## Stored items
━━━━━━━━

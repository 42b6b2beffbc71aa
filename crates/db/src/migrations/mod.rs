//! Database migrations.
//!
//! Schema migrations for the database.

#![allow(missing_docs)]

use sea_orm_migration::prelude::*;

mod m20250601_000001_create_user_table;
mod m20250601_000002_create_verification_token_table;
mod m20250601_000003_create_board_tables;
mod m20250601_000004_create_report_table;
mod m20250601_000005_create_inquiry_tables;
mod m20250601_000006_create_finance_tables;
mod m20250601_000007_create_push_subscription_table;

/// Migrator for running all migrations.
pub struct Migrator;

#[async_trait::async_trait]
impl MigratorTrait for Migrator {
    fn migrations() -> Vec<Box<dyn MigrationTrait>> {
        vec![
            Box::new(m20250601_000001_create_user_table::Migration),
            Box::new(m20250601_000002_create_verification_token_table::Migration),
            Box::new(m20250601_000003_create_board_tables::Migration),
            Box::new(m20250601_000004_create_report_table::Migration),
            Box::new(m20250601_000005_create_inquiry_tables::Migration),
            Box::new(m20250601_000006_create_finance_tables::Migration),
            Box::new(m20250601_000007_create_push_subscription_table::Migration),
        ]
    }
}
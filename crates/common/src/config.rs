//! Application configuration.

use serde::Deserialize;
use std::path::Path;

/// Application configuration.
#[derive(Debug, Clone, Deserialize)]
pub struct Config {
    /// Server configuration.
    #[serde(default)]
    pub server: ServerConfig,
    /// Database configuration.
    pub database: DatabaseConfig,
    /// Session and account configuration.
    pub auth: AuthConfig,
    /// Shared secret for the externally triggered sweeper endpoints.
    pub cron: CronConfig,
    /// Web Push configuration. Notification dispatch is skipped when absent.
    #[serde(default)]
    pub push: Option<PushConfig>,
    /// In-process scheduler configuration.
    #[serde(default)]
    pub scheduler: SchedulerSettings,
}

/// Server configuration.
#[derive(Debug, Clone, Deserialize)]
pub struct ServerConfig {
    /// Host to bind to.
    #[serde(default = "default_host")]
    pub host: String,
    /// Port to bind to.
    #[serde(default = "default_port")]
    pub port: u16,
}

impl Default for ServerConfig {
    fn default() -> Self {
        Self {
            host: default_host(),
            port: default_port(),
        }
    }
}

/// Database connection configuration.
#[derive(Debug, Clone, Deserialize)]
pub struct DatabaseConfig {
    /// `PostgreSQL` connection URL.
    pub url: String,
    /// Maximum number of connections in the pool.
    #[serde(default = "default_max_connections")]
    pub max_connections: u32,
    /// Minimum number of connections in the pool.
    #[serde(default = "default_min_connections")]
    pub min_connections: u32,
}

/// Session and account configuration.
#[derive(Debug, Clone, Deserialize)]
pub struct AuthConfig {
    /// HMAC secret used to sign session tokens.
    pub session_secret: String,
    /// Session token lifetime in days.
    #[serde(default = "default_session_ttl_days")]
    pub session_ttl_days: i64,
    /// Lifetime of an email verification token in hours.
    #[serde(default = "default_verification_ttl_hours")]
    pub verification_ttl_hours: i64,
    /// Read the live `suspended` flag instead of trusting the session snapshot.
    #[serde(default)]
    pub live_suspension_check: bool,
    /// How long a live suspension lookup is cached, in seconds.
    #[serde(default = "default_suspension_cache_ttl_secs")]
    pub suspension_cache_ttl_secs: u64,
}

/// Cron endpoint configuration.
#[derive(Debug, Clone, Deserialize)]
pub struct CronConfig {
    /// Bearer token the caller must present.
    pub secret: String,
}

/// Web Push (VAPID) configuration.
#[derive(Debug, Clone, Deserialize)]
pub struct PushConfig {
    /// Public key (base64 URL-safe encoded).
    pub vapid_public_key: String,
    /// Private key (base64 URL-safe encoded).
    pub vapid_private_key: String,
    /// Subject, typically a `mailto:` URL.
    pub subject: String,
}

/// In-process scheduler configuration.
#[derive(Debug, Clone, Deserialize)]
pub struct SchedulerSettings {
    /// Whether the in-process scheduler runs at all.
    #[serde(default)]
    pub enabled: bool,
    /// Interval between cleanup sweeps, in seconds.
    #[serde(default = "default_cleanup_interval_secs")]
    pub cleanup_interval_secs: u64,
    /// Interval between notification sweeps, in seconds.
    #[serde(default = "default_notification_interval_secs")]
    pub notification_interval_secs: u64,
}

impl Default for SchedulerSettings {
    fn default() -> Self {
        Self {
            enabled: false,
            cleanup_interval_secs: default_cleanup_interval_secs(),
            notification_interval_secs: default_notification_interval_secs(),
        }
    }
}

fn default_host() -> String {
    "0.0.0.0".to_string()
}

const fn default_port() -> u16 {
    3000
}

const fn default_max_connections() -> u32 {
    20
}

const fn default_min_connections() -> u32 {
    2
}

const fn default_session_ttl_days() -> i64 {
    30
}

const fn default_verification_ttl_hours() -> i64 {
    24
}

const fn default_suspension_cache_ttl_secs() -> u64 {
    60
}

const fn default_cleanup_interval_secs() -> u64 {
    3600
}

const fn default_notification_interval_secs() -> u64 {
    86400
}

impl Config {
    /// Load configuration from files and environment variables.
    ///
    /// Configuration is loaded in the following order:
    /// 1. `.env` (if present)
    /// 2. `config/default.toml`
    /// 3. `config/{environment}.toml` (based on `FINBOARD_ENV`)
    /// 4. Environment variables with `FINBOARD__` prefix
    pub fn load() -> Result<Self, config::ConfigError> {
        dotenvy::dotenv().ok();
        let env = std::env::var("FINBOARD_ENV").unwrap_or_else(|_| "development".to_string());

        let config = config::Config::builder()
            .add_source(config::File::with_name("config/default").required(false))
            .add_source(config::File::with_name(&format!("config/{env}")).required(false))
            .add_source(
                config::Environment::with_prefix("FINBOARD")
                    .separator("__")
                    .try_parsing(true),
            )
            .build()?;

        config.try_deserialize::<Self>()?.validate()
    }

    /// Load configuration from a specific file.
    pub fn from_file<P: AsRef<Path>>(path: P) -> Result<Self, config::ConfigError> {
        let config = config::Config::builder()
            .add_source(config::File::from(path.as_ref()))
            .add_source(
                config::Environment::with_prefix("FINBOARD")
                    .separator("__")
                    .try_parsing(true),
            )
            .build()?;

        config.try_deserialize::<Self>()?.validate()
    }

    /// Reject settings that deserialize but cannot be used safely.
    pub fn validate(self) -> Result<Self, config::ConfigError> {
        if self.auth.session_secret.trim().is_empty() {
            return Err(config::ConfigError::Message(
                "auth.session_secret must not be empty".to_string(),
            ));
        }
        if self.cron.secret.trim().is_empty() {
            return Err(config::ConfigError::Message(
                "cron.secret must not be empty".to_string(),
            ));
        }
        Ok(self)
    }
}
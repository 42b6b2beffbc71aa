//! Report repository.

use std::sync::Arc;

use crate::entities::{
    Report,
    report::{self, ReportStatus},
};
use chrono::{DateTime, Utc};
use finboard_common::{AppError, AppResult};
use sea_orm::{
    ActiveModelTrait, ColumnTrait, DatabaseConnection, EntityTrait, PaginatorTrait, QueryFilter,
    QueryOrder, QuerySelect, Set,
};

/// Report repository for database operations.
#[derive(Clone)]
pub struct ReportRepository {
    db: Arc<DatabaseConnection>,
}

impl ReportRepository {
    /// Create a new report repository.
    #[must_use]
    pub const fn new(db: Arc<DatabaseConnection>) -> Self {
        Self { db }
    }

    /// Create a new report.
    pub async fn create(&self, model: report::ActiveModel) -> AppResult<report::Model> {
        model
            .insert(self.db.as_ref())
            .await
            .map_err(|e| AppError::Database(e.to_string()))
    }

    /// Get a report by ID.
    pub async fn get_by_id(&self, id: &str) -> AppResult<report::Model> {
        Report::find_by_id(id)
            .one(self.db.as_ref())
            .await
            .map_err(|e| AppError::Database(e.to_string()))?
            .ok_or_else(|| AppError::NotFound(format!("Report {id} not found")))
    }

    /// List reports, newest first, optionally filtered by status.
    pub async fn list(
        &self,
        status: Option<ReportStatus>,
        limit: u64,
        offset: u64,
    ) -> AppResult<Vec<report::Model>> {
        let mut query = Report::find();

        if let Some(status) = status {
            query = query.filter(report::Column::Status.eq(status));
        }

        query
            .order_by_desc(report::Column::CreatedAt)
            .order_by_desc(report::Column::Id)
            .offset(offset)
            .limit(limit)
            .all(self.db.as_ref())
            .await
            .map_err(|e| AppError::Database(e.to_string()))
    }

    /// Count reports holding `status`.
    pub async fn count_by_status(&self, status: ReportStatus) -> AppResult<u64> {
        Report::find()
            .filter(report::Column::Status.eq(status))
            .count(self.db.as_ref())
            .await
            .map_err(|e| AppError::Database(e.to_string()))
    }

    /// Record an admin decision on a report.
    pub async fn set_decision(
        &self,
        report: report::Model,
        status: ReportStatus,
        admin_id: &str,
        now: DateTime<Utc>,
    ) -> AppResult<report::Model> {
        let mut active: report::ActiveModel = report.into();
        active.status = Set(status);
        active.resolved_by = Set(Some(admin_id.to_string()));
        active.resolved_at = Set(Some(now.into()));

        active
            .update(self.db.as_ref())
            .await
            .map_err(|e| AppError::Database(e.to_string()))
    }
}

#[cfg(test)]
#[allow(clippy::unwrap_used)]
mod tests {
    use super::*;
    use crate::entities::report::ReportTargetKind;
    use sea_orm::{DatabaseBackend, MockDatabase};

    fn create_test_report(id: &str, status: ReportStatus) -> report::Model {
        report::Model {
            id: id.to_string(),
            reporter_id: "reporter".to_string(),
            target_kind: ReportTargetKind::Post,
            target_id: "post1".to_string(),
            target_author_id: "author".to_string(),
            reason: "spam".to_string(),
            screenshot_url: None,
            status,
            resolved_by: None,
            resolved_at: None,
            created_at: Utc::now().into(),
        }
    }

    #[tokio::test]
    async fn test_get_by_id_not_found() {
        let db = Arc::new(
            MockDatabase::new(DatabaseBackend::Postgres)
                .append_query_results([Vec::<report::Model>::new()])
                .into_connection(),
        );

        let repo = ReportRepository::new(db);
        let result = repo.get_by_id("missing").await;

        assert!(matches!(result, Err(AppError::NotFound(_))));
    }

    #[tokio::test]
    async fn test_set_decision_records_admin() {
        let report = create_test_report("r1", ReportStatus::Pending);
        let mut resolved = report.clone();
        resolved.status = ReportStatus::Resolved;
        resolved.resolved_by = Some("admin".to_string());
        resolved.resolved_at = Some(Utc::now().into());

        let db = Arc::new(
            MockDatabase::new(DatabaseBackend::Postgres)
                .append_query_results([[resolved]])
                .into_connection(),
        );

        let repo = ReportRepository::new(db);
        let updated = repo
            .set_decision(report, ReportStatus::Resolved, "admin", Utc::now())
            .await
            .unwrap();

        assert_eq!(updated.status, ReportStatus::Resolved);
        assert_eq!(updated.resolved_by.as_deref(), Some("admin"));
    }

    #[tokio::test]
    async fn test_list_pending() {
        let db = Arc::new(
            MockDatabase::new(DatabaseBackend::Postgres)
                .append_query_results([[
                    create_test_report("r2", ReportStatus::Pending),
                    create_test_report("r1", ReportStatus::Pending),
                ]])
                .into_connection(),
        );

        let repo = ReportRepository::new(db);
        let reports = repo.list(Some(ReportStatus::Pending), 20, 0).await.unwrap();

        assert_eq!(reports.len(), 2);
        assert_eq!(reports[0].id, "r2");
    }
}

━━━━━━━━

## DIRECTIONS
Tell how many lines of the data above hold the string "ServerConfig". The number alone is the answer.

## COMPLETED EXERCISE
3